[[ Records for processing open ]]
use anyhow::Result;
use bug_reporter::prelude::*;
use clap::{Parser, Subcommand};
use colored::Colorize;
use human_panic::setup_panic;
use tracing::{Level, enabled, error, info};

/// bug-report
///
/// Files bug reports as issues, either straight through the GitHub
/// API or through a relay that holds the credentials.
#[derive(Parser)]
#[clap(author, version, about)]
struct Cli {
    #[clap(flatten)]
    logging: LoggingOpts,

    #[clap(flatten)]
    config: ConfigOptions,

    #[clap(subcommand)]
    command: Command,
}

#[derive(Parser, Debug)]
struct VersionArgs {
    #[arg(long, action)]
    pub short: bool,
}

#[derive(Debug, Subcommand)]
enum Command {
    /// Submit a bug report to a configured destination
    #[clap(alias("s"))]
    Submit(SubmitArgs),
    /// List the found config files, and destinations detected
    #[clap(alias("l"))]
    List,
    /// Print version info and exit
    #[clap(alias("v"))]
    Version(VersionArgs),
}

#[tokio::main]
async fn main() {
    setup_panic!();
    dotenvy::dotenv().ok();
    let opts = Cli::parse();

    let (guard, file_location) = match opts
        .logging
        .configure_logging(&opts.config.get_run_id(), "root")
    {
        Ok(logging) => logging,
        Err(e) => {
            eprintln!("Unable to configure logging. {:?}", e);
            std::process::exit(1);
        }
    };
    let error_code = run_subcommand(opts).await;

    if error_code != 0 || enabled!(Level::DEBUG) {
        info!(target: "user", "More detailed logs at {}", file_location);
    }

    drop(guard);
    std::process::exit(error_code);
}

async fn run_subcommand(opts: Cli) -> i32 {
    let loaded_config = match opts.config.load_config().await {
        Err(e) => {
            error!(target: "user", "Failed to load configuration: {}", e);
            return 2;
        }
        Ok(c) => c,
    };

    handle_commands(&loaded_config, &opts.command)
        .await
        .unwrap_or_else(|e| {
            error!(target: "user", "Critical Error. {}", e);
            1
        })
}

async fn handle_commands(found_config: &FoundConfig, command: &Command) -> Result<i32> {
    match command {
        Command::Submit(args) => submit_root(found_config, args).await,
        Command::List => show_config(found_config).map(|_| 0),
        Command::Version(args) => print_version(args).await,
    }
}

fn show_config(found_config: &FoundConfig) -> Result<()> {
    if found_config.destinations.is_empty() {
        info!(target: "user", "No destinations found");
        return Ok(());
    }

    info!(target: "user", "Destinations");
    let destinations: Vec<&Destination> = found_config.destinations.values().collect();
    print_details(&found_config.working_dir, &destinations);
    Ok(())
}

async fn print_version(args: &VersionArgs) -> Result<i32> {
    if args.short {
        println!("bug-report {}", env!("CARGO_PKG_VERSION"));
    } else {
        info!(target: "user", "{}: {:60}", "Version".white().bold(), env!("CARGO_PKG_VERSION"));
        info!(target: "user", "{}: {:60}", "Log dir".white().bold(), LOG_DIR);
    }

    Ok(0)
}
[[ Records for processing closed ]]
Task directions
Give all the records again. Match them exactly.

Task output
use anyhow::Result;
use bug_reporter::prelude::*;
use clap::{Parser, Subcommand};
use colored::Colorize;
use human_panic::setup_panic;
use tracing::{Level, enabled, error, info};

/// bug-report
///
/// Files bug reports as issues, either straight through the GitHub
/// API or through a relay that holds the credentials.
#[derive(Parser)]
#[clap(author, version, about)]
struct Cli {
    #[clap(flatten)]
    logging: LoggingOpts,

    #[clap(flatten)]
    config: ConfigOptions,

    #[clap(subcommand)]
    command: Command,
}

#[derive(Parser, Debug)]
struct VersionArgs {
    #[arg(long, action)]
    pub short: bool,
}

#[derive(Debug, Subcommand)]
enum Command {
    /// Submit a bug report to a configured destination
    #[clap(alias("s"))]
    Submit(SubmitArgs),
    /// List the found config files, and destinations detected
    #[clap(alias("l"))]
    List,
    /// Print version info and exit
    #[clap(alias("v"))]
    Version(VersionArgs),
}

#[tokio::main]
async fn main() {
    setup_panic!();
    dotenvy::dotenv().ok();
    let opts = Cli::parse();

    let (guard, file_location) = match opts
        .logging
        .configure_logging(&opts.config.get_run_id(), "root")
    {
        Ok(logging) => logging,
        Err(e) => {
            eprintln!("Unable to configure logging. {:?}", e);
            std::process::exit(1);
        }
    };
    let error_code = run_subcommand(opts).await;

    if error_code != 0 || enabled!(Level::DEBUG) {
        info!(target: "user", "More detailed logs at {}", file_location);
    }

    drop(guard);
    std::process::exit(error_code);
}

async fn run_subcommand(opts: Cli) -> i32 {
    let loaded_config = match opts.config.load_config().await {
        Err(e) => {
            error!(target: "user", "Failed to load configuration: {}", e);
            return 2;
        }
        Ok(c) => c,
    };

    handle_commands(&loaded_config, &opts.command)
        .await
        .unwrap_or_else(|e| {
            error!(target: "user", "Critical Error. {}", e);
            1
        })
}

async fn handle_commands(found_config: &FoundConfig, command: &Command) -> Result<i32> {
    match command {
        Command::Submit(args) => submit_root(found_config, args).await,
        Command::List => show_config(found_config).map(|_| 0),
        Command::Version(args) => print_version(args).await,
    }
}

fn show_config(found_config: &FoundConfig) -> Result<()> {
    if found_config.destinations.is_empty() {
        info!(target: "user", "No destinations found");
        return Ok(());
    }

    info!(target: "user", "Destinations");
    let destinations: Vec<&Destination> = found_config.destinations.values().collect();
    print_details(&found_config.working_dir, &destinations);
    Ok(())
}

async fn print_version(args: &VersionArgs) -> Result<i32> {
    if args.short {
        println!("bug-report {}", env!("CARGO_PKG_VERSION"));
    } else {
        info!(target: "user", "{}: {:60}", "Version".white().bold(), env!("CARGO_PKG_VERSION"));
        info!(target: "user", "{}: {:60}", "Log dir".white().bold(), LOG_DIR);
    }

    Ok(0)
}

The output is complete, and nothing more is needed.